Ada beberapa titik lemah Perppu Pilkada. Pertama, kegentingan yang memaksa sebagai syarat diterbitkannya Perppu Pilkada tidak jelas. Saat ini tidak ada ihwal yang menjadikan kegentingan yang memaksa (bencana, konflik, atau instabilitas politik). Justru, perppu itu keluar dari "kegentingan memaksa" SBY karena desakan dan kecaman dari rakyat atas aksi walk-out Partai Demokrat dalam Sidang Paripurna DPR, sehingga pilkada oleh DPRD menang. Bahkan Perppu Pilkada dapat dinilai sebagai cuci tangan Presiden SBY atas persoalan yang menimpa dirinya. Dengan Perppu Pilkada, SBY seolah ingin memberikan beban kepada pemerintah Jokowi dan tak ingin disalahkan sendiri jika Perppu Pilkada ditolak DPR.

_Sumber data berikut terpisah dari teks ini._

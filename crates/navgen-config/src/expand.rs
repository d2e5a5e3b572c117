//! `${VAR}` expansion for configuration strings.

use crate::ConfigError;

/// Expand `${VAR}` and `${VAR:-default}` references in `value`.
///
/// Values without any `${` are returned untouched, including bare `$VAR`.
/// Once a value contains `${`, bare `$VAR` references in it are expanded
/// too. `field` names the config key in errors.
pub(crate) fn expand_env(value: &str, field: &str) -> Result<String, ConfigError> {
    if !value.contains("${") {
        return Ok(value.to_owned());
    }

    shellexpand::env_with_context(value, |var| -> Result<Option<String>, UnsetVar> {
        std::env::var(var)
            .map(Some)
            .map_err(|_| UnsetVar(var.to_owned()))
    })
    .map(std::borrow::Cow::into_owned)
    .map_err(|e| ConfigError::EnvVar {
        field: field.to_owned(),
        message: format!("${{{}}} not set", e.cause.0),
    })
}

/// Variable referenced without a default that is not set.
struct UnsetVar(String);

#[cfg(test)]
mod tests {
    use super::*;

    #[test]
    fn test_expand_var() {
        // SAFETY: test runs single-threaded per test function
        unsafe {
            std::env::set_var("NAVGEN_TEST_TITLE", "Field Notes");
        }
        let result = expand_env("${NAVGEN_TEST_TITLE}", "site.title").unwrap();
        assert_eq!(result, "Field Notes");
        unsafe {
            std::env::remove_var("NAVGEN_TEST_TITLE");
        }
    }

    #[test]
    fn test_expand_default_when_unset() {
        // SAFETY: test runs single-threaded per test function
        unsafe {
            std::env::remove_var("NAVGEN_TEST_UNSET_LANG");
        }
        let result = expand_env("${NAVGEN_TEST_UNSET_LANG:-en-US}", "site.lang").unwrap();
        assert_eq!(result, "en-US");
    }

    #[test]
    fn test_expand_embedded() {
        // SAFETY: test runs single-threaded per test function
        unsafe {
            std::env::set_var("NAVGEN_TEST_ROOT", "/srv/site");
        }
        let result = expand_env("${NAVGEN_TEST_ROOT}/docs", "docs.source_dir").unwrap();
        assert_eq!(result, "/srv/site/docs");
        unsafe {
            std::env::remove_var("NAVGEN_TEST_ROOT");
        }
    }

    #[test]
    fn test_missing_var_names_field_and_var() {
        // SAFETY: test runs single-threaded per test function
        unsafe {
            std::env::remove_var("NAVGEN_TEST_MISSING");
        }
        let err = expand_env("${NAVGEN_TEST_MISSING}", "site.description").unwrap_err();
        assert!(matches!(err, ConfigError::EnvVar { .. }));
        let msg = err.to_string();
        assert!(msg.contains("NAVGEN_TEST_MISSING"));
        assert!(msg.contains("site.description"));
    }

    #[test]
    fn test_bare_var_expanded_alongside_braced() {
        // SAFETY: test runs single-threaded per test function
        unsafe {
            std::env::set_var("NAVGEN_TEST_MIXED_ROOT", "/srv");
            std::env::set_var("NAVGEN_TEST_MIXED_DIR", "docs");
        }
        let result = expand_env(
            "${NAVGEN_TEST_MIXED_ROOT}/$NAVGEN_TEST_MIXED_DIR",
            "docs.source_dir",
        )
        .unwrap();
        assert_eq!(result, "/srv/docs");
        unsafe {
            std::env::remove_var("NAVGEN_TEST_MIXED_ROOT");
            std::env::remove_var("NAVGEN_TEST_MIXED_DIR");
        }
    }

    #[test]
    fn test_literals_unchanged() {
        assert_eq!(expand_env("Notes", "site.title").unwrap(), "Notes");
        assert_eq!(expand_env("$HOME", "site.title").unwrap(), "$HOME");
        assert_eq!(expand_env("costs $5", "site.title").unwrap(), "costs $5");
    }
}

Kedua, sepuluh syarat perbaikan yang dimasukkan ke dalam Perppu? Pilkada belum tentu menghilangkan dampak negatif pilkada langsung. Belum ada kajian dan penelitian mendalam atas sepuluh syarat itu untuk pilkada yang demokratis. Perppu Pilkada terkesan hanya mengakomodasi kepentingan politik SBY dan Demokrat dengan kedok sepuluh syarat perbaikan. Alasan menolak pilkada oleh DPRD tak demokratis juga keliru. Sebab, berdasarkan Putusan MK Nomor 97/PUU-XI/2013, MK menganggap bahwa pilkada melalui DPRD adalah demokratis. Jadi tidak ada kekosongan hukum.

Ketiga, dari sisi pembentukan legislasi, Perppu Pilkada tidak lazim. Sebab, Perppu Pilkada dikeluarkan hanya hitungan jam setelah pengesahan RUU Pilkada. SBY bisa dianggap melecehkan DPR dan konstitusi. Pasal 20 ayat (2) UUD 1945 menegaskan bahwa setiap RUU dibahas oleh DPR dan presiden untuk mendapat persetujuan bersama. Bagaimana bisa, setelah menandatangani RUU Pilkada, SBY lalu menerbitkan perppu. Norma yang terkandung dalam konstitusi tidak boleh dimanfaatkan untuk kepentingan pribadi dan golongan.

Melihat beberapa kelemahan Perppu Pilkada, tampak SBY sedang "berjudi" dengan DPR. Dengan komposisi DPR baru, koalisi Prabowo  akan memiliki 291 kursi. Sedangkan Koalisi Indonesia Hebat hanya punya 269 kursi. Kalau dilakukan mekanisme voting, secara hitungan, koalisi Prabowo akan menang dengan menolak Perppu Pilkada. Kita hanya berharap DPR mampu melihat kepentingan yang lebih besar ketimbang politik balas dendam.